Por fin llegamos al convento. El viejo luchador bajó del auto ceremoniosamente y, deteniéndose frente al portón, tocó el timbre. Yo estaba arreglándome el nudo de la corbata cuando aquél se abrió y apareció la figura de una religiosa, que era en realidad la madre superiora, quien, con una leve sonrisa en sus labios y como si fuéramos antiguos conocidos nos invitó a pasar.

Una vez adentro, Palacios le retribuyó con amabilidad la grata bienvenida que nos había dispensado, mientras éramos conducidos a una sala destinada a la recepción de las visitas. La pieza no era de grandes dimensiones, y el ocasional visitante podía apreciar que sus añejas paredes de color verde claro mostraban algunas imágenes religiosas; al fondo y en el medio, como presidiendo la reunión, una pequeña mesa de madera sobre la cual lucía un crucifijo encuadrado por velas encendidas.

En esos momentos entraron otras monjas más jóvenes que se adelantaron para saludarnos. Al advertir la presencia de las recién llegadas, el dirigente socialista, visiblemente emocionado, se aproximó a una de ellas y besándola en la frente la atrajo hacia sí estrechándola en un fuerte y prolongado abrazo. Vi que los ojos de la monjita se empañaban de lágrimas y sus palabras se cortaban también por la emoción. La escena nos conmovió a todos profundamente y, por unos instantes, permanecimos en un respetuoso recogimiento. Soltándola suavemente y mirándola con indisimulada ternura, Palacios me indicó que me acercara, diciéndome: “Mira, te presento a esta sobrina mía, a la que en las pocas ocasiones en que vengo a Córdoba no dejo de visitar”. Y le entregó la caja de bombones. De baja estatura y algo delgada, su cara ligeramente pálida y bordeada por el hábito que le cubría todo el cuerpo, no dejaba de traslucir un estado de inmensa dicha por encontrarse junto a su tío ilustre, quien, una vez más, no la había olvidado.
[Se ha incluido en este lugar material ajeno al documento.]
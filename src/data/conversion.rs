//! Projected survey coordinates to geodetic latitude/longitude.
//!
//! The source system is a transverse Mercator belt on the GRS80 ellipsoid.
//! Both directions use the Krüger n-series (fourth order), which stays well
//! below a millimetre across the belt.

use crate::core::constants::*;
use crate::core::geo::{GeoBounds, GeoPoint, ProjectedPoint};
use once_cell::sync::Lazy;

static DEFAULT_CONVERTER: Lazy<Converter> = Lazy::new(Converter::default);

/// Converts a projected coordinate with the default central-belt converter
pub fn convert(x: f64, y: f64) -> Result<GeoPoint, ConversionError> {
    DEFAULT_CONVERTER.convert(x, y)
}

/// Shared central-belt converter
pub fn default_converter() -> &'static Converter {
    &DEFAULT_CONVERTER
}

/// Errors that can occur during coordinate conversion
#[derive(Debug, Clone, Copy, PartialEq, thiserror::Error)]
pub enum ConversionError {
    #[error("Invalid projected input: ({x}, {y})")]
    InvalidInput { x: f64, y: f64 },
    #[error("Converted point ({lat}, {lon}) lies outside the operating region")]
    OutOfRegion { lat: f64, lon: f64 },
}

/// Reference ellipsoid
#[derive(Debug, Clone, Copy, PartialEq)]
pub struct Ellipsoid {
    pub semi_major: f64,
    pub inverse_flattening: f64,
}

impl Ellipsoid {
    pub const GRS80: Ellipsoid = Ellipsoid {
        semi_major: GRS80_SEMI_MAJOR,
        inverse_flattening: GRS80_INV_FLATTENING,
    };

    pub fn flattening(&self) -> f64 {
        1.0 / self.inverse_flattening
    }

    /// First eccentricity
    pub fn eccentricity(&self) -> f64 {
        let f = self.flattening();
        (f * (2.0 - f)).sqrt()
    }
}

/// Transverse Mercator projection parameters
#[derive(Debug, Clone, Copy, PartialEq)]
pub struct TransverseMercator {
    /// Latitude of origin in degrees
    pub origin_lat: f64,
    /// Central meridian in degrees
    pub origin_lon: f64,
    pub scale_factor: f64,
    pub false_easting: f64,
    pub false_northing: f64,
    pub ellipsoid: Ellipsoid,
}

impl TransverseMercator {
    /// Central belt: origin 38°N 127°E, 200 km false easting, 600 km false northing
    pub const CENTRAL_BELT: TransverseMercator = TransverseMercator {
        origin_lat: ORIGIN_LAT,
        origin_lon: ORIGIN_LON,
        scale_factor: SCALE_FACTOR,
        false_easting: FALSE_EASTING,
        false_northing: FALSE_NORTHING,
        ellipsoid: Ellipsoid::GRS80,
    };
}

impl Default for TransverseMercator {
    fn default() -> Self {
        Self::CENTRAL_BELT
    }
}

/// Krüger series coefficients derived from the ellipsoid
#[derive(Debug, Clone, Copy)]
struct KrugerSeries {
    eccentricity: f64,
    /// Rectifying radius
    radius: f64,
    alpha: [f64; 4],
    beta: [f64; 4],
    delta: [f64; 4],
}

impl KrugerSeries {
    fn new(ellipsoid: &Ellipsoid) -> Self {
        let f = ellipsoid.flattening();
        let n = f / (2.0 - f);
        let n2 = n * n;
        let n3 = n2 * n;
        let n4 = n3 * n;

        Self {
            eccentricity: ellipsoid.eccentricity(),
            radius: ellipsoid.semi_major / (1.0 + n) * (1.0 + n2 / 4.0 + n4 / 64.0),
            alpha: [
                n / 2.0 - 2.0 * n2 / 3.0 + 5.0 * n3 / 16.0 + 41.0 * n4 / 180.0,
                13.0 * n2 / 48.0 - 3.0 * n3 / 5.0 + 557.0 * n4 / 1440.0,
                61.0 * n3 / 240.0 - 103.0 * n4 / 140.0,
                49561.0 * n4 / 161_280.0,
            ],
            beta: [
                n / 2.0 - 2.0 * n2 / 3.0 + 37.0 * n3 / 96.0 - n4 / 360.0,
                n2 / 48.0 + n3 / 15.0 - 437.0 * n4 / 1440.0,
                17.0 * n3 / 480.0 - 37.0 * n4 / 840.0,
                4397.0 * n4 / 161_280.0,
            ],
            delta: [
                2.0 * n - 2.0 * n2 / 3.0 - 2.0 * n3 + 116.0 * n4 / 45.0,
                7.0 * n2 / 3.0 - 8.0 * n3 / 5.0 - 227.0 * n4 / 45.0,
                56.0 * n3 / 15.0 - 136.0 * n4 / 35.0,
                4279.0 * n4 / 630.0,
            ],
        }
    }

    /// Conformal latitude parameter `tan(chi)` for a geodetic latitude
    fn conformal_tan(&self, lat_rad: f64) -> f64 {
        let e = self.eccentricity;
        let sin_lat = lat_rad.sin();
        (sin_lat.atanh() - e * (e * sin_lat).atanh()).sinh()
    }

    /// Normalized (xi, eta) for a latitude and a longitude offset from the central meridian
    fn forward(&self, lat_rad: f64, dlon_rad: f64) -> (f64, f64) {
        let t = self.conformal_tan(lat_rad);
        let xi_p = t.atan2(dlon_rad.cos());
        let eta_p = (dlon_rad.sin() / (1.0 + t * t).sqrt()).atanh();

        let mut xi = xi_p;
        let mut eta = eta_p;
        for (j, a) in self.alpha.iter().enumerate() {
            let k = 2.0 * (j as f64 + 1.0);
            xi += a * (k * xi_p).sin() * (k * eta_p).cosh();
            eta += a * (k * xi_p).cos() * (k * eta_p).sinh();
        }
        (xi, eta)
    }

    /// Latitude and longitude offset (radians) for normalized (xi, eta)
    fn inverse(&self, xi: f64, eta: f64) -> (f64, f64) {
        let mut xi_p = xi;
        let mut eta_p = eta;
        for (j, b) in self.beta.iter().enumerate() {
            let k = 2.0 * (j as f64 + 1.0);
            xi_p -= b * (k * xi).sin() * (k * eta).cosh();
            eta_p -= b * (k * xi).cos() * (k * eta).sinh();
        }

        let chi = (xi_p.sin() / eta_p.cosh()).asin();
        let mut lat = chi;
        for (j, d) in self.delta.iter().enumerate() {
            let k = 2.0 * (j as f64 + 1.0);
            lat += d * (k * chi).sin();
        }

        let dlon = eta_p.sinh().atan2(xi_p.cos());
        (lat, dlon)
    }
}

/// Projected-to-geodetic converter with input and output sanity bounds.
///
/// Stateless after construction; safe to share across threads.
#[derive(Debug, Clone)]
pub struct Converter {
    projection: TransverseMercator,
    series: KrugerSeries,
    /// Meridian arc from the equator to the origin latitude, scaled by k0
    origin_northing: f64,
    window: GeoBounds,
    max_magnitude: f64,
}

impl Converter {
    pub fn new(projection: TransverseMercator) -> Self {
        let series = KrugerSeries::new(&projection.ellipsoid);
        let (xi0, _) = series.forward(projection.origin_lat.to_radians(), 0.0);
        let origin_northing = projection.scale_factor * series.radius * xi0;

        Self {
            projection,
            series,
            origin_northing,
            window: GeoBounds::operating_window(),
            max_magnitude: MAX_PROJECTED_MAGNITUDE,
        }
    }

    /// Replaces the output validity window
    pub fn with_window(mut self, window: GeoBounds) -> Self {
        self.window = window;
        self
    }

    pub fn projection(&self) -> &TransverseMercator {
        &self.projection
    }

    /// Converts a projected coordinate to a geodetic point.
    ///
    /// Negative eastings are offsets from the false-easting baseline.
    pub fn convert(&self, x: f64, y: f64) -> Result<GeoPoint, ConversionError> {
        if !x.is_finite()
            || !y.is_finite()
            || x.abs() > self.max_magnitude
            || y.abs() > self.max_magnitude
        {
            return Err(ConversionError::InvalidInput { x, y });
        }

        let easting = if x < 0.0 {
            self.projection.false_easting + x
        } else {
            x
        };

        let point = self.unproject(ProjectedPoint::new(easting, y));
        if !point.is_valid() || !self.window.contains(&point) {
            return Err(ConversionError::OutOfRegion {
                lat: point.lat,
                lon: point.lon,
            });
        }
        Ok(point)
    }

    /// Inverse projection without any validation
    pub fn unproject(&self, point: ProjectedPoint) -> GeoPoint {
        let p = &self.projection;
        let scale = p.scale_factor * self.series.radius;
        let xi = (point.y - p.false_northing + self.origin_northing) / scale;
        let eta = (point.x - p.false_easting) / scale;

        let (lat, dlon) = self.series.inverse(xi, eta);
        GeoPoint::new(lat.to_degrees(), p.origin_lon + dlon.to_degrees())
    }

    /// Forward projection of a geodetic point
    pub fn project(&self, point: GeoPoint) -> ProjectedPoint {
        let p = &self.projection;
        let scale = p.scale_factor * self.series.radius;
        let (xi, eta) = self
            .series
            .forward(point.lat.to_radians(), (point.lon - p.origin_lon).to_radians());

        ProjectedPoint::new(
            p.false_easting + scale * eta,
            p.false_northing + scale * xi - self.origin_northing,
        )
    }
}

impl Default for Converter {
    fn default() -> Self {
        Self::new(TransverseMercator::CENTRAL_BELT)
    }
}

#[cfg(test)]
mod tests {
    use super::*;

    #[test]
    fn test_origin_maps_to_false_origin() {
        let point = convert(200_000.0, 600_000.0).unwrap();
        assert!((point.lat - 38.0).abs() < 1e-9);
        assert!((point.lon - 127.0).abs() < 1e-9);
    }

    #[test]
    fn test_round_trip_within_tolerance() {
        let converter = Converter::default();
        let samples = [
            (200_000.0, 600_000.0),
            (150_000.0, 450_000.0),
            (260_000.0, 520_000.0),
            (120_000.0, 300_000.0),
            (310_000.0, 700_000.0),
            (185_432.7, 551_901.3),
        ];

        for (x, y) in samples {
            let geo = converter.convert(x, y).unwrap();
            let back = converter.project(geo);
            let error = back.distance_to(&ProjectedPoint::new(x, y));
            assert!(error < 0.01, "({x}, {y}) round-tripped with {error} m error");
        }
    }

    #[test]
    fn test_known_location_projects_near_expected() {
        let converter = Converter::default();
        // Seoul city hall
        let projected = converter.project(GeoPoint::new(37.5665, 126.9780));
        assert!((197_500.0..198_600.0).contains(&projected.x), "x = {}", projected.x);
        assert!((551_400.0..552_400.0).contains(&projected.y), "y = {}", projected.y);
    }

    #[test]
    fn test_negative_easting_is_offset_from_baseline() {
        let offset = convert(-50_000.0, 600_000.0).unwrap();
        let direct = convert(150_000.0, 600_000.0).unwrap();
        assert_eq!(offset, direct);
        assert!(offset.in_operating_region());
        assert!(offset.lon < 127.0);
    }

    #[test]
    fn test_rejects_corrupt_input() {
        assert!(matches!(
            convert(2_000_000.0, 600_000.0),
            Err(ConversionError::InvalidInput { .. })
        ));
        assert!(matches!(
            convert(f64::NAN, 600_000.0),
            Err(ConversionError::InvalidInput { .. })
        ));
        assert!(matches!(
            convert(200_000.0, f64::INFINITY),
            Err(ConversionError::InvalidInput { .. })
        ));
    }

    #[test]
    fn test_rejects_out_of_region_output() {
        // ~600 km south of the origin
        assert!(matches!(
            convert(200_000.0, 0.0),
            Err(ConversionError::OutOfRegion { .. })
        ));
        // ~700 km east of the central meridian
        assert!(matches!(
            convert(900_000.0, 600_000.0),
            Err(ConversionError::OutOfRegion { .. })
        ));
    }

    #[test]
    fn test_custom_window() {
        let narrow = Converter::default()
            .with_window(GeoBounds::from_coords(37.9, 126.9, 38.1, 127.1));
        assert!(narrow.convert(200_000.0, 600_000.0).is_ok());
        assert!(matches!(
            narrow.convert(150_000.0, 600_000.0),
            Err(ConversionError::OutOfRegion { .. })
        ));
    }
}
Nos quedamos todavía un rato conversando amigablemente con las religiosas. Cuando llegó la hora de la partida, Palacios se despidió cordialmente de su sobrina y del resto de las monjitas, besándolas a todas paternalmente. La madre superiora nos condujo entonces hasta la vereda y luego de intercambiar afectuosos saludos, subimos al automóvil que nos estaba esperando.

El vehículo arrancó enseguida y a regular velocidad tomó una calle que nos conducía al centro de la ciudad. El distinguido político, que se acababa de acomodar en el asiento y con claras muestras de satisfacción en su rostro, inclinó imprevistamente su cabeza sobre mi hombro, susurrándome irónicamente al oído: “¿Te imaginás si me hubiera visto un cronista de “Los Principios” besando a un grupo de monjas?”, y agregó, “¡el lío que se me armaba!”. Y lanzó una estruendosa carcajada.

Con las últimas horas de la tarde arribamos al hotel y nos despedimos con un cordial abrazo, no sin antes agradecerme por haberlo acompañado durante la singular visita; al verlo alejarse, emprendí el regreso a mi hogar con la íntima convicción de que había vivido una experiencia irrepetible.

Durante los postreros años de su existencia, y cuando la enfermedad que lo llevaría finalmente a la tumba comenzaba a minar su organismo, Alfredo L. Palacios renuncia a sus haberes y dietas que percibía por distintos conceptos. Como otros grandes hombres de nuestra Patria, el querido hombre público argentino muere en austera pobreza el día 20 de abril de 1965.

Tal vez el magisterio moral que imprimió su vida pueda sintetizarse con las mismas y simples palabras que él dispusiera grabar en una placa de bronce, al egresar de la Facultad de Derecho a los 21 años de edad, y luego adherida en la puerta de su viejo estudio de la calle Bolívar 268: “Alfredo L. Palacios – Abogado – atiende gratis a los pobres”.